What Happens if You Die Without a Will in South Carolina?

Dying without a will can potentially leave several issues to be decided by South Carolina law. If you die without a will in South Carolina, issues that will need to be resolved through probate include:

  • Appointment of a Personal Representative – Your personal representative is the individual who is responsible for administering your final affairs. If you do not appoint your personal representative in your will, one will need to be appointed for you through the probate process.
  • Distribution of Your Assets – If you die without a will, once all eligible creditors have been paid the remainder of your estate will be distributed according to the percentages set forth in South Carolina’s intestate succession law.
  • Appointment of a Guardian for Your Minor Children – If you have minor children and neither you nor your spouse is available to care for them, then a guardian will need to be appointed through probate. This means that you will not have a say in who raises your children after your death.

These are not the only reasons to have a will, but they are certainly among the most important. Dying intestate can also lead to tax liability that could have been avoided with appropriate planning, and the costs involved in administering your estate will generally be higher as well.

The Challenges of Intestate Estate Administration in South Carolina

Let’s look at the three issues discussed above in a little more detail:

1. Appointment of a Personal Representative

There are a number of reasons why it is preferable to appoint a personal representative as opposed to leaving the decision to the probate judge who oversees the administration of your estate. As we just mentioned, one factor is cost. While it costs virtually nothing to appoint a personal representative in your will (when you are preparing a will anyway), if a personal representative needs to be appointed through probate, your loved ones will have to pay the cost to hire an attorney; and, if there are disagreements regarding who should serve as your personal representative, this can lead to added costs for your loved ones as well. Leaving the decision to probate will also delay the administration of your estate, which means that it will take longer for your loved ones to get to a point where they can start to move on.

Another factor to consider is that your personal representative will have a number of obligations, and failure to satisfy these obligations can lead to legal liability. As a result, most people find it preferable to appoint a personal representative who they trust to be able to carry out their duties consistent with the requirements of South Carolina law.

2. Distribution of Your Assets

When you prepare an estate plan, you get to specify who gets what. If you do not prepare an estate plan, then the distribution of your assets is another matter that is left to be resolved through the probate process.
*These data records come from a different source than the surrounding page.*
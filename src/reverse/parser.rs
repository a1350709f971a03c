//! Header + fence scanner for markdown documents
//!
//! The scanner is either outside a fence or inside one. Outside, it looks
//! for `#... File: <path>` headers and opening fences; a header is held as
//! pending until the next non-blank line, which must open a fence. Inside,
//! every line is content until a closing fence of the same character and at
//! least the same length.

use super::CodeBlock;
use crate::config::PathStyle;
use crate::error::ParseWarning;
use crate::language::detect_language_for_path;
use crate::paths::PathFormatter;
use regex::Regex;
use std::path::Path;
use std::sync::LazyLock;

/// `## File: <path>` with an optional trailing `(Class: <Name>)`
static HEADER: LazyLock<Regex> = LazyLock::new(|| {
    Regex::new(r"^#+\s*(?i:file):\s*(?P<path>.+?)(?:\s*\((?i:class):\s*(?P<class>[^()]+?)\s*\))?\s*$")
        .expect("valid header regex")
});

/// Blocks and warnings read from one document
#[derive(Debug, Clone, Default, PartialEq)]
pub struct ParsedDocument {
    pub blocks: Vec<CodeBlock>,
    pub warnings: Vec<ParseWarning>,
}

#[derive(Debug)]
struct Header {
    path: String,
    update_class: Option<String>,
    line: usize,
}

#[derive(Debug)]
struct OpenFence {
    header: Option<Header>,
    fence_char: char,
    fence_len: usize,
    language: String,
    body: String,
    /// Opening fence line ended in `\r\n`
    crlf: bool,
}

#[derive(Debug)]
enum ScanState {
    Outside { pending: Option<Header> },
    InFence(OpenFence),
}

pub struct CodeBlockParser {
    style: PathStyle,
}

impl CodeBlockParser {
    pub fn new(style: PathStyle) -> Self {
        Self { style }
    }

    pub fn parse(&self, text: &str) -> ParsedDocument {
        let mut doc = ParsedDocument::default();
        let mut state = ScanState::Outside { pending: None };

        for (index, raw_line) in text.split_inclusive('\n').enumerate() {
            let line_no = index + 1;
            let line = raw_line.trim_end_matches(['\n', '\r']);

            state = match state {
                ScanState::Outside { pending } => {
                    self.scan_outside(line, raw_line.ends_with("\r\n"), line_no, pending, &mut doc)
                }
                ScanState::InFence(mut open) => {
                    if is_closing_fence(line, open.fence_char, open.fence_len) {
                        self.finish_block(open, &mut doc);
                        ScanState::Outside { pending: None }
                    } else {
                        open.body.push_str(raw_line);
                        ScanState::InFence(open)
                    }
                }
            };
        }

        match state {
            ScanState::Outside { pending: Some(header) } => {
                doc.warnings.push(ParseWarning::MarkerWithoutFence {
                    line: header.line,
                    path: header.path,
                });
            }
            ScanState::InFence(OpenFence {
                header: Some(header),
                ..
            }) => {
                doc.warnings.push(ParseWarning::UnterminatedFence {
                    line: header.line,
                    path: header.path,
                });
            }
            _ => {}
        }

        for warning in &doc.warnings {
            tracing::warn!("{}", warning);
        }

        doc
    }

    fn scan_outside(
        &self,
        line: &str,
        crlf: bool,
        line_no: usize,
        pending: Option<Header>,
        doc: &mut ParsedDocument,
    ) -> ScanState {
        if let Some(header) = parse_header(line, line_no) {
            if let Some(previous) = pending {
                doc.warnings.push(ParseWarning::MarkerWithoutFence {
                    line: previous.line,
                    path: previous.path,
                });
            }
            return ScanState::Outside {
                pending: Some(header),
            };
        }

        if let Some((fence_char, fence_len, info)) = opening_fence(line) {
            return ScanState::InFence(OpenFence {
                header: pending,
                fence_char,
                fence_len,
                language: info.split_whitespace().next().unwrap_or_default().to_string(),
                body: String::new(),
                crlf,
            });
        }

        if line.trim().is_empty() {
            return ScanState::Outside { pending };
        }

        if let Some(previous) = pending {
            doc.warnings.push(ParseWarning::MarkerWithoutFence {
                line: previous.line,
                path: previous.path,
            });
        }
        ScanState::Outside { pending: None }
    }

    fn finish_block(&self, open: OpenFence, doc: &mut ParsedDocument) {
        let Some(header) = open.header else {
            tracing::debug!("Skipping fenced block without a file header");
            return;
        };

        // The writer adds one line break before the closing fence, in the
        // document's own line ending
        let mut content = open.body;
        if open.crlf && content.ends_with("\r\n") {
            content.truncate(content.len() - 2);
        } else if content.ends_with('\n') {
            content.truncate(content.len() - 1);
        }

        let language = if open.language.is_empty() {
            let normalized = PathFormatter::normalize_header_path(&header.path, self.style);
            detect_language_for_path(Path::new(&normalized)).to_string()
        } else {
            open.language
        };

        doc.blocks.push(CodeBlock {
            path: header.path,
            language,
            content,
            style: self.style,
            update_class: header.update_class,
        });
    }
}

fn parse_header(line: &str, line_no: usize) -> Option<Header> {
    let captures = HEADER.captures(line)?;
    let path = captures.name("path")?.as_str().trim().to_string();
    if path.is_empty() {
        return None;
    }

    Some(Header {
        path,
        update_class: captures.name("class").map(|c| c.as_str().to_string()),
        line: line_no,
    })
}

/// Fence character, run length and info string of an opening fence line
fn opening_fence(line: &str) -> Option<(char, usize, &str)> {
    for fence_char in ['`', '~'] {
        let len = line.chars().take_while(|&c| c == fence_char).count();
        if len >= 3 {
            let info = &line[len..];
            // backtick fences cannot carry backticks in their info string
            if fence_char == '`' && info.contains('`') {
                return None;
            }
            return Some((fence_char, len, info.trim()));
        }
    }
    None
}

fn is_closing_fence(line: &str, fence_char: char, fence_len: usize) -> bool {
    let len = line.chars().take_while(|&c| c == fence_char).count();
    len >= fence_len && line[len..].trim().is_empty()
}
//! Programming language detection from file extensions
//!
//! Tags are the lowercase identifiers used as fence info strings
//! (`python`, `cpp`, ...). Anything unknown is `text`.

use std::path::Path;

/// Tag used for unknown extensions and untagged fences
pub const TEXT_LANGUAGE: &str = "text";

/// Detect the fence language tag for a file extension (without the dot)
pub fn detect_language(extension: &str) -> &'static str {
    let lang = match extension.trim_start_matches('.').to_lowercase().as_str() {
        // Programming languages
        "rs" => "rust",
        "py" | "pyw" | "pyi" => "python",
        "js" | "mjs" | "cjs" => "javascript",
        "jsx" => "jsx",
        "ts" | "mts" | "cts" => "typescript",
        "tsx" => "tsx",
        "java" => "java",
        "cpp" | "cc" | "cxx" | "hpp" | "hxx" | "hh" => "cpp",
        "c" | "h" => "c",
        "cs" => "csharp",
        "go" => "go",
        "rb" => "ruby",
        "php" => "php",
        "swift" => "swift",
        "kt" | "kts" => "kotlin",
        "scala" => "scala",
        "sh" | "bash" | "zsh" => "bash",
        "ps1" => "powershell",
        "bat" | "cmd" => "batch",
        "sql" => "sql",
        "lua" => "lua",
        "r" => "r",
        "dart" => "dart",

        // Web technologies
        "html" | "htm" => "html",
        "css" => "css",
        "scss" => "scss",
        "sass" => "sass",
        "vue" => "vue",

        // Data formats and config files
        "json" => "json",
        "yaml" | "yml" => "yaml",
        "toml" => "toml",
        "xml" => "xml",
        "ini" | "cfg" | "conf" => "ini",
        "csv" => "csv",

        // Documentation formats
        "md" | "markdown" => "markdown",
        "rst" => "rst",

        _ => return TEXT_LANGUAGE,
    };

    lang
}

/// Detect the language tag for a path.
///
/// A handful of well-known extensionless file names are recognized too.
pub fn detect_language_for_path(path: &Path) -> &'static str {
    if let Some(name) = path.file_name().and_then(|n| n.to_str()) {
        match name {
            "Dockerfile" => return "dockerfile",
            "Makefile" | "makefile" | "GNUmakefile" => return "makefile",
            _ => {}
        }
    }

    path.extension()
        .and_then(|e| e.to_str())
        .map(detect_language)
        .unwrap_or(TEXT_LANGUAGE)
}

#[cfg(test)]
mod tests {
    use super::*;

    #[test]
    fn test_detect_language_common() {
        assert_eq!(detect_language("py"), "python");
        assert_eq!(detect_language("js"), "javascript");
        assert_eq!(detect_language("cpp"), "cpp");
        assert_eq!(detect_language("rs"), "rust");
    }

    #[test]
    fn test_detect_language_with_dot() {
        assert_eq!(detect_language(".py"), "python");
    }

    #[test]
    fn test_detect_language_case_insensitive() {
        assert_eq!(detect_language("PY"), "python");
        assert_eq!(detect_language("Ts"), "typescript");
    }

    #[test]
    fn test_detect_language_unknown() {
        assert_eq!(detect_language("unknown"), "text");
        assert_eq!(detect_language(""), "text");
    }

    #[test]
    fn test_detect_language_for_path() {
        assert_eq!(detect_language_for_path(Path::new("test.py")), "python");
        assert_eq!(detect_language_for_path(Path::new("src/app.test.js")), "javascript");
        assert_eq!(detect_language_for_path(Path::new("test.unknown")), "text");
        assert_eq!(detect_language_for_path(Path::new("docker/Dockerfile")), "dockerfile");
        assert_eq!(detect_language_for_path(Path::new("LICENSE")), "text");
    }
}
use serde::{Deserialize, Serialize};
use std::fmt;

/// Direction and format of an extraction run
#[derive(Debug, Clone, Copy, PartialEq, Eq, Serialize, Deserialize)]
#[serde(rename_all = "snake_case")]
pub enum ExtractionKind {
    /// Directory tree to a markdown document
    Markdown,
    /// Directory tree to a three-column CSV dataset
    Csv,
    /// Markdown document back to a directory tree
    ReverseMarkdown,
    /// CSV dataset back to a directory tree
    ReverseCsv,
}

impl ExtractionKind {
    /// Whether this run reads an artifact and writes files
    pub fn is_reverse(&self) -> bool {
        matches!(self, ExtractionKind::ReverseMarkdown | ExtractionKind::ReverseCsv)
    }

    /// Artifact file extension for forward runs
    pub fn artifact_extension(&self) -> &'static str {
        match self {
            ExtractionKind::Markdown | ExtractionKind::ReverseMarkdown => "md",
            ExtractionKind::Csv | ExtractionKind::ReverseCsv => "csv",
        }
    }
}

impl fmt::Display for ExtractionKind {
    fn fmt(&self, f: &mut fmt::Formatter<'_>) -> fmt::Result {
        let name = match self {
            ExtractionKind::Markdown => "markdown",
            ExtractionKind::Csv => "csv",
            ExtractionKind::ReverseMarkdown => "reverse_markdown",
            ExtractionKind::ReverseCsv => "reverse_csv",
        };
        f.write_str(name)
    }
}

/// A file or block that was deliberately left out
#[derive(Debug, Clone, PartialEq, Eq, Serialize, Deserialize)]
pub struct SkipEntry {
    /// Canonical or header path of the skipped item
    pub path: String,
    pub reason: String,
}

/// A per-file failure that did not stop the run
#[derive(Debug, Clone, PartialEq, Eq, Serialize, Deserialize)]
pub struct FailureEntry {
    pub path: String,
    pub error: String,
}

/// Outcome of one extraction run
#[derive(Debug, Clone, PartialEq, Serialize, Deserialize)]
pub struct RunReport {
    pub kind: ExtractionKind,
    /// Artifact written by a forward run
    #[serde(default)]
    pub artifact: Option<String>,
    /// Records exported, or blocks parsed for a reverse run
    pub records: usize,
    /// Files written whole
    #[serde(default)]
    pub written: usize,
    /// Classes patched in place
    #[serde(default)]
    pub patched: usize,
    #[serde(default)]
    pub skipped: Vec<SkipEntry>,
    #[serde(default)]
    pub failures: Vec<FailureEntry>,
    /// Non-fatal parse warnings, rendered
    #[serde(default)]
    pub warnings: Vec<String>,
    /// Run stopped early through `stop()`
    #[serde(default)]
    pub cancelled: bool,
    /// Time taken in milliseconds
    pub duration_ms: u64,
}

impl RunReport {
    pub fn new(kind: ExtractionKind) -> Self {
        Self {
            kind,
            artifact: None,
            records: 0,
            written: 0,
            patched: 0,
            skipped: Vec::new(),
            failures: Vec::new(),
            warnings: Vec::new(),
            cancelled: false,
            duration_ms: 0,
        }
    }

    /// Report for a run stopped before it touched the filesystem
    pub fn cancelled(kind: ExtractionKind) -> Self {
        Self {
            cancelled: true,
            ..Self::new(kind)
        }
    }

    /// True when the run finished without per-file failures
    pub fn is_complete_success(&self) -> bool {
        !self.cancelled && self.failures.is_empty()
    }
}
use crate::config::SizeUnit;
use crate::walker::FileRecord;
use std::io::Write;

/// Fixed header row of the tabular artifact
pub const HEADERS: [&str; 3] = ["Path", "Metrics", "Code"];

/// Writes one `Path, Metrics, Code` row per record
pub struct TabularExporter {
    unit: SizeUnit,
}

impl TabularExporter {
    pub fn new(unit: SizeUnit) -> Self {
        Self { unit }
    }

    pub fn write<W: Write>(&self, records: &[FileRecord], out: W) -> Result<(), csv::Error> {
        let mut wtr = csv::WriterBuilder::new().has_headers(true).from_writer(out);
        wtr.write_record(HEADERS)?;

        for record in records {
            wtr.write_record([
                record.display_path.as_str(),
                record.metrics_string(self.unit).as_str(),
                record.content.as_str(),
            ])?;
        }

        wtr.flush()?;
        Ok(())
    }
}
While South Carolina’s intestate succession law establishes the percentages of your estate that will be distributed to specified family members, (i) these percentages most likely will not reflect your personal wishes, and (ii) the law does not answer the equally important question of who gets what.

For example, if you are married and you die without a will, South Carolina’s intestate succession law simply states:

“The intestate share of the surviving spouse is: (1) if there is no surviving issue of the decedent, the entire intestate estate; (2) if there are surviving issue, one-half of the intestate estate.”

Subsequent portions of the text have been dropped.